━━━━━ Data provided ━━━━━

//! Credentials and key validation
//!
//! Credentials are passed into each call and dropped when it returns.
//! Validation only inspects key blocks; it never unlocks anything.

use crate::error::Result;
use crate::keys::{PrivateKey, PublicKey};
use zeroize::Zeroizing;

/// What the encrypt side may be given
#[derive(Clone)]
pub enum Credential {
    Password(Zeroizing<String>),
    /// Armored public key block
    PublicKey(String),
}

impl Credential {
    pub fn password(password: impl Into<String>) -> Self {
        Self::Password(Zeroizing::new(password.into()))
    }

    pub fn public_key(armored: impl Into<String>) -> Self {
        Self::PublicKey(armored.into())
    }
}

impl std::fmt::Debug for Credential {
    fn fmt(&self, f: &mut std::fmt::Formatter<'_>) -> std::fmt::Result {
        match self {
            Self::Password(_) => f.write_str("Credential::Password(..)"),
            Self::PublicKey(_) => f.write_str("Credential::PublicKey(..)"),
        }
    }
}

/// An imported private key and, if it is locked, its passphrase
#[derive(Clone)]
pub struct PrivateKeyCredential {
    pub armored_key: Zeroizing<String>,
    /// As reported by [`validate_private_key`] at import time
    pub passphrase_required: bool,
    pub passphrase: Option<Zeroizing<String>>,
}

impl PrivateKeyCredential {
    /// Build from an armored key, filling in `passphrase_required`
    pub fn import(armored_key: impl Into<String>) -> Result<Self> {
        let armored_key = Zeroizing::new(armored_key.into());
        let info = validate_private_key(&armored_key)?;
        Ok(Self {
            armored_key,
            passphrase_required: info.passphrase_required,
            passphrase: None,
        })
    }

    pub fn with_passphrase(mut self, passphrase: impl Into<String>) -> Self {
        self.passphrase = Some(Zeroizing::new(passphrase.into()));
        self
    }

    pub(crate) fn passphrase(&self) -> Option<&str> {
        self.passphrase
            .as_ref()
            .map(|p| p.as_str())
            .filter(|p| !p.is_empty())
    }
}

impl std::fmt::Debug for PrivateKeyCredential {
    fn fmt(&self, f: &mut std::fmt::Formatter<'_>) -> std::fmt::Result {
        f.debug_struct("PrivateKeyCredential")
            .field("passphrase_required", &self.passphrase_required)
            .field("has_passphrase", &self.passphrase.is_some())
            .finish_non_exhaustive()
    }
}

/// What the decrypt side may be given
#[derive(Clone)]
pub enum DecryptionCredential {
    Password(Zeroizing<String>),
    PrivateKey(PrivateKeyCredential),
}

impl DecryptionCredential {
    pub fn password(password: impl Into<String>) -> Self {
        Self::Password(Zeroizing::new(password.into()))
    }
}

impl std::fmt::Debug for DecryptionCredential {
    fn fmt(&self, f: &mut std::fmt::Formatter<'_>) -> std::fmt::Result {
        match self {
            Self::Password(_) => f.write_str("DecryptionCredential::Password(..)"),
            Self::PrivateKey(key) => f
                .debug_tuple("DecryptionCredential::PrivateKey")
                .field(key)
                .finish(),
        }
    }
}

#[derive(Debug, Clone, PartialEq, Eq)]
pub struct PublicKeyInfo {
    pub fingerprint: String,
}

#[derive(Debug, Clone, PartialEq, Eq)]
pub struct PrivateKeyInfo {
    pub fingerprint: String,
    pub passphrase_required: bool,
}

/// Check that text is a well-formed public key block
pub fn validate_public_key(armored: &str) -> Result<PublicKeyInfo> {
    let key = PublicKey::from_armored(armored)?;
    Ok(PublicKeyInfo {
        fingerprint: key.fingerprint_hex(),
    })
}

/// Check that text is a well-formed private key block and report whether
/// it is passphrase-locked
pub fn validate_private_key(armored: &str) -> Result<PrivateKeyInfo> {
    let key = PrivateKey::from_armored(armored)?;
    Ok(PrivateKeyInfo {
        fingerprint: key.fingerprint_hex(),
        passphrase_required: key.is_locked(),
    })
}
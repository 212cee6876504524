//! Encrypted OpenPGP messages
//!
//! A message is session-key packets followed by one encrypted data packet.
//! Public-key session-key packets (PKESK) wrap the session key for a
//! recipient key; symmetric ones (SKESK) derive it from a password.
//!
//! Payloads come from strangers' shares, so a message is checked before any
//! key derivation runs: at most one password packet, a bounded number of
//! session-key packets, and Argon2 cost within [`MAX_ARGON2_MEMORY_EXP`] and
//! [`MAX_ARGON2_PASSES`].

use crate::armor::{self, ArmorKind};
use crate::error::{PipelineError, Result};
use crate::keys::{PrivateKey, PublicKey};
use pgp::composed::{Deserializable, Esk, Message};
use pgp::crypto::sym::SymmetricKeyAlgorithm;
use pgp::types::*;
use zeroize::Zeroizing;

/// Password packets tried per message
pub const MAX_PASSWORD_PACKETS: usize = 1;
/// Session-key packets of any kind per message
pub const MAX_SESSION_KEY_PACKETS: usize = 32;
/// Argon2 memory as a power of two in KiB: 2^20 KiB is 1 GiB
pub const MAX_ARGON2_MEMORY_EXP: u8 = 20;
pub const MAX_ARGON2_PASSES: u8 = 16;

const CIPHER: SymmetricKeyAlgorithm = SymmetricKeyAlgorithm::AES256;

fn encryption_error(e: pgp::errors::Error) -> PipelineError {
    PipelineError::EncryptionFailed(e.to_string())
}

fn check_s2k(s2k: &StringToKey) -> Result<()> {
    if let StringToKey::Argon2 { t, m_enc, .. } = s2k {
        if *m_enc > MAX_ARGON2_MEMORY_EXP {
            return Err(PipelineError::parse(format!(
                "Argon2 memory 2^{m_enc} KiB exceeds the 2^{MAX_ARGON2_MEMORY_EXP} KiB limit"
            )));
        }
        if *t > MAX_ARGON2_PASSES {
            return Err(PipelineError::parse(format!(
                "Argon2 passes {t} exceed the limit of {MAX_ARGON2_PASSES}"
            )));
        }
    }
    Ok(())
}

/// A parsed, size-checked encrypted message. Holds ciphertext only.
#[derive(Debug, Clone)]
pub struct EncryptedMessage {
    inner: Message,
}

impl EncryptedMessage {
    /// Parse an armored message and check its session-key packets
    pub fn from_armored(text: &str) -> Result<Self> {
        armor::expect_kind(text, ArmorKind::Message)?;
        let (inner, _headers) = Message::from_string(text)
            .map_err(|e| PipelineError::parse(format!("invalid message: {e}")))?;
        Self::from_message(inner)
    }

    fn from_message(inner: Message) -> Result<Self> {
        let esk = match &inner {
            Message::Encrypted { esk, .. } => esk,
            _ => return Err(PipelineError::parse("message is not encrypted")),
        };

        if esk.is_empty() {
            return Err(PipelineError::parse("message has no session-key packet"));
        }
        if esk.len() > MAX_SESSION_KEY_PACKETS {
            return Err(PipelineError::parse(format!(
                "message has {} session-key packets (limit {MAX_SESSION_KEY_PACKETS})",
                esk.len()
            )));
        }

        let mut passwords = 0;
        for packet in esk {
            if let Esk::SymKeyEncryptedSessionKey(skesk) = packet {
                passwords += 1;
                check_s2k(skesk.s2k())?;
            }
        }
        if passwords > MAX_PASSWORD_PACKETS {
            return Err(PipelineError::parse(format!(
                "message has {passwords} password packets (limit {MAX_PASSWORD_PACKETS})"
            )));
        }

        Ok(Self { inner })
    }

    fn session_keys(&self) -> &[Esk] {
        match &self.inner {
            Message::Encrypted { esk, .. } => esk,
            _ => &[],
        }
    }

    /// Whether any session key is wrapped to a public key
    pub fn is_key_encrypted(&self) -> bool {
        self.session_keys()
            .iter()
            .any(|packet| matches!(packet, Esk::PublicKeyEncryptedSessionKey(_)))
    }

    pub fn has_password_packet(&self) -> bool {
        self.session_keys()
            .iter()
            .any(|packet| matches!(packet, Esk::SymKeyEncryptedSessionKey(_)))
    }

    /// Encrypt under a password (iterated and salted S2K, AES-256)
    pub fn encrypt_with_password(plaintext: &str, password: &str) -> Result<Self> {
        let mut rng = rand::thread_rng();
        let s2k = StringToKey::new_default(&mut rng);
        let password = Zeroizing::new(password.to_owned());
        let inner = Message::new_literal("", plaintext)
            .encrypt_with_password_seipdv1(&mut rng, s2k, CIPHER, move || password.to_string())
            .map_err(encryption_error)?;
        Ok(Self { inner })
    }

    /// Encrypt to a recipient's encryption-capable key
    pub fn encrypt_to_key(plaintext: &str, key: &PublicKey) -> Result<Self> {
        let mut rng = rand::thread_rng();
        let literal = Message::new_literal("", plaintext);
        let signed = key.signed();

        let inner = match signed.public_subkeys.iter().find(|sub| sub.is_encryption_key()) {
            Some(subkey) => literal.encrypt_to_keys_seipdv1(&mut rng, CIPHER, &[subkey]),
            None if signed.is_encryption_key() => {
                literal.encrypt_to_keys_seipdv1(&mut rng, CIPHER, &[signed])
            }
            None => {
                return Err(PipelineError::precondition(
                    "public key has no encryption-capable key",
                ))
            }
        }
        .map_err(encryption_error)?;
        Ok(Self { inner })
    }

    /// Decrypt with a password. Any failure is `DecryptionFailed`.
    pub fn decrypt_with_password(&self, password: &str) -> Result<Zeroizing<Vec<u8>>> {
        let password = Zeroizing::new(password.to_owned());
        let decrypted = self
            .inner
            .decrypt_with_password(move || password.to_string())
            .map_err(|e| {
                log::debug!("password decryption failed: {e}");
                PipelineError::DecryptionFailed
            })?;
        literal_content(&decrypted)
    }

    /// Decrypt with a private key, unlocking it with `passphrase`
    pub fn decrypt_with_key(
        &self,
        key: &PrivateKey,
        passphrase: Option<&str>,
    ) -> Result<Zeroizing<Vec<u8>>> {
        let passphrase = Zeroizing::new(passphrase.unwrap_or_default().to_owned());
        let (decrypted, _key_ids) = self
            .inner
            .decrypt(move || passphrase.to_string(), &[key.signed()])
            .map_err(|e| {
                log::debug!("key decryption failed: {e}");
                PipelineError::DecryptionFailed
            })?;
        literal_content(&decrypted)
    }

    pub fn to_armored(&self) -> Result<String> {
        self.inner
            .to_armored_string(Default::default())
            .map_err(encryption_error)
    }
}

fn literal_content(message: &Message) -> Result<Zeroizing<Vec<u8>>> {
    match message.get_content() {
        Ok(Some(content)) => Ok(Zeroizing::new(content)),
        Ok(None) => Err(PipelineError::DecryptionFailed),
        Err(e) => {
            log::debug!("decrypted message is unreadable: {e}");
            Err(PipelineError::DecryptionFailed)
        }
    }
}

━━━━━

● Work to be completed:
Filter the records above and return every line that holds the word "Credentials".

● Output for this exercise:
//! Credentials and key validation
//! Credentials are passed into each call and dropped when it returns.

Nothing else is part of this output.